Abuja, July 1, 2025 — Nigeria’s business environment contracted to its weakest level in seven months, a recent Purchasing Managers’ Index (PMI) survey by Stanbic IBTC Bank reveals, as the private sector reels from high inflation and reform pressures.

The headline PMI, pegged at 49.0 in May, slipped below the 50.0 threshold for the fifth straight month—indicating ongoing deterioration—with the headline figure marking the lowest point since November 2024 . Firms cited that persistent inflation and stagnant demand had dampened output and new business flows.

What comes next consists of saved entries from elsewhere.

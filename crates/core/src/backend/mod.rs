//! Interchangeable static-file server backends.
//!
//! Each backend wraps one external program that can serve the working
//! directory over HTTP. Backends are opaque: only their availability and
//! process-exit contract matters here.

mod process;

pub use process::ProcessBackend;

use std::path::Path;

use async_trait::async_trait;
use serde::Serialize;
use tokio_util::sync::CancellationToken;

/// How a single launch attempt ended.
#[derive(Debug, Clone, PartialEq, Eq, Serialize)]
#[serde(rename_all = "camelCase")]
pub enum Outcome {
	/// The operator stopped the running server. Counts as success: the
	/// server did its job until the user chose to stop it.
	Interrupted,
	/// The child exited on its own. `code` is `None` when it was killed by
	/// a signal other than an operator interrupt.
	Exited { code: Option<i32> },
	/// The backend program could not be resolved or spawned.
	Unavailable { cause: String },
}

impl Outcome {
	pub fn is_success(&self) -> bool {
		matches!(self, Outcome::Interrupted | Outcome::Exited { code: Some(0) })
	}

	/// Human-readable cause, `None` for success outcomes.
	pub fn cause(&self) -> Option<String> {
		match self {
			Outcome::Interrupted | Outcome::Exited { code: Some(0) } => None,
			Outcome::Exited { code: Some(code) } => {
				Some(format!("server exited with status {code}"))
			}
			Outcome::Exited { code: None } => Some("server was killed by a signal".to_string()),
			Outcome::Unavailable { cause } => Some(cause.clone()),
		}
	}
}

/// A server backend: runs one child process serving `working_dir` on the
/// given port and stays at the await point until that child is done.
///
/// Implementations must report cancellation as [`Outcome::Interrupted`] and
/// must not leave the child running on any exit path.
#[async_trait]
pub trait ServerBackend: Send + Sync {
	/// Short display name, e.g. `"python http.server"`.
	fn name(&self) -> &'static str;

	async fn launch(&self, port: u16, working_dir: &Path, cancel: &CancellationToken) -> Outcome;
}

/// The known backend programs, in auto-mode priority order.
#[derive(Debug, Clone, Copy, PartialEq, Eq)]
pub enum BackendKind {
	/// Generic static-file HTTP server (`python3 -m http.server`).
	HttpServer,
	/// Node-ecosystem static server (`npx serve`).
	NodeStatic,
	/// PHP built-in web server (`php -S`).
	PhpBuiltin,
}

impl BackendKind {
	/// Fallback order for auto mode.
	pub const AUTO_ORDER: [BackendKind; 3] =
		[BackendKind::HttpServer, BackendKind::NodeStatic, BackendKind::PhpBuiltin];

	pub fn name(self) -> &'static str {
		match self {
			BackendKind::HttpServer => "python http.server",
			BackendKind::NodeStatic => "npx serve",
			BackendKind::PhpBuiltin => "php built-in server",
		}
	}

	pub(crate) fn program(self) -> &'static str {
		match self {
			BackendKind::HttpServer => "python3",
			BackendKind::NodeStatic => "npx",
			BackendKind::PhpBuiltin => "php",
		}
	}

	pub(crate) fn args(self, port: u16) -> Vec<String> {
		match self {
			BackendKind::HttpServer => {
				vec!["-m".to_string(), "http.server".to_string(), port.to_string()]
			}
			BackendKind::NodeStatic => {
				vec!["serve".to_string(), ".".to_string(), "-p".to_string(), port.to_string()]
			}
			BackendKind::PhpBuiltin => {
				vec!["-S".to_string(), format!("localhost:{port}")]
			}
		}
	}
}

#[cfg(test)]
mod tests {
	use super::*;

	#[test]
	fn interrupt_and_clean_exit_are_success() {
		assert!(Outcome::Interrupted.is_success());
		assert!(Outcome::Exited { code: Some(0) }.is_success());
	}

	#[test]
	fn error_exit_and_unavailable_are_failures_with_a_cause() {
		let exited = Outcome::Exited { code: Some(1) };
		assert!(!exited.is_success());
		assert_eq!(exited.cause().as_deref(), Some("server exited with status 1"));

		let unavailable = Outcome::Unavailable { cause: "php not found".to_string() };
		assert!(!unavailable.is_success());
		assert_eq!(unavailable.cause().as_deref(), Some("php not found"));
	}

	#[test]
	fn success_outcomes_have_no_cause() {
		assert_eq!(Outcome::Interrupted.cause(), None);
		assert_eq!(Outcome::Exited { code: Some(0) }.cause(), None);
	}

	#[test]
	fn http_server_takes_the_port_as_final_argument() {
		assert_eq!(BackendKind::HttpServer.args(8005), vec!["-m", "http.server", "8005"]);
	}

	#[test]
	fn node_static_passes_the_port_flag() {
		assert_eq!(BackendKind::NodeStatic.args(8005), vec!["serve", ".", "-p", "8005"]);
	}

	#[test]
	fn php_binds_localhost_with_the_port() {
		assert_eq!(BackendKind::PhpBuiltin.args(8005), vec!["-S", "localhost:8005"]);
	}

	#[test]
	fn auto_order_is_python_node_php() {
		assert_eq!(
			BackendKind::AUTO_ORDER.map(BackendKind::program),
			["python3", "npx", "php"]
		);
	}
}
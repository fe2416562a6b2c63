//! Launch orchestration for local static-file development servers.
//!
//! Everything with decision-making lives here: verifying that a project's
//! required assets exist, probing for a free loopback port, launching one of
//! several interchangeable server backends as a foreground child process, and
//! falling back to the next candidate when one cannot run. The companion CLI
//! crate layers banners, the interactive menu, and exit-code reporting on top.
//!
//! All configuration is threaded explicitly through [`LaunchConfig`]; nothing
//! reads ambient process state beyond the working directory handed to it.

pub mod assets;
pub mod backend;
pub mod browser;
pub mod config;
pub mod error;
pub mod orchestrator;
pub mod port;

pub use backend::{BackendKind, Outcome, ProcessBackend, ServerBackend};
pub use config::{LaunchConfig, serve_url};
pub use error::{Error, Result};
pub use orchestrator::{LaunchAttempt, LaunchReport, ServerMode, run_launch};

Economists point to recent economic reforms, including foreign exchange liberalization, as exacerbating factors. A report by the organised private sector showed the manufacturing sector’s GDP contribution dropped from 16 percent to 12.7 percent between December 2023 and June 2024—a decline attributed to volatile exchange rates, soaring input costs, and rising interest rates near 27 percent .

The combined impact of price pressures and policy reforms has forced many companies to scale back on input purchases, reduce stock levels, and limit hiring—resulting in a slight but notable dip in employment across the services sector .

However, a silver lining emerges in inflation data: while still high, price growth—particularly in selling prices—has fallen to a seven-month low, and recent PMI readings suggest modest stabilization amid improved fuel prices and currency rates . Some sectors, like agriculture and manufacturing, even experienced marginal upticks in output.

Private-sector heads have urged policymakers to ease macroeconomic headwinds by stabilizing the naira, reducing energy costs, and revisiting fiscal policies — particularly over FX management and interest rates — to bolster industrial recovery and support job retention .


Why it matters: This downturn underlines the fragility of Nigeria’s post‑reform recovery. Persistent inflation and reform-related disruptions are hurting core sectors, risking unemployment and weakening investor confidence. Stabilizing currency and input costs, alongside renewed reform messaging, will be crucial to reversing the current decline.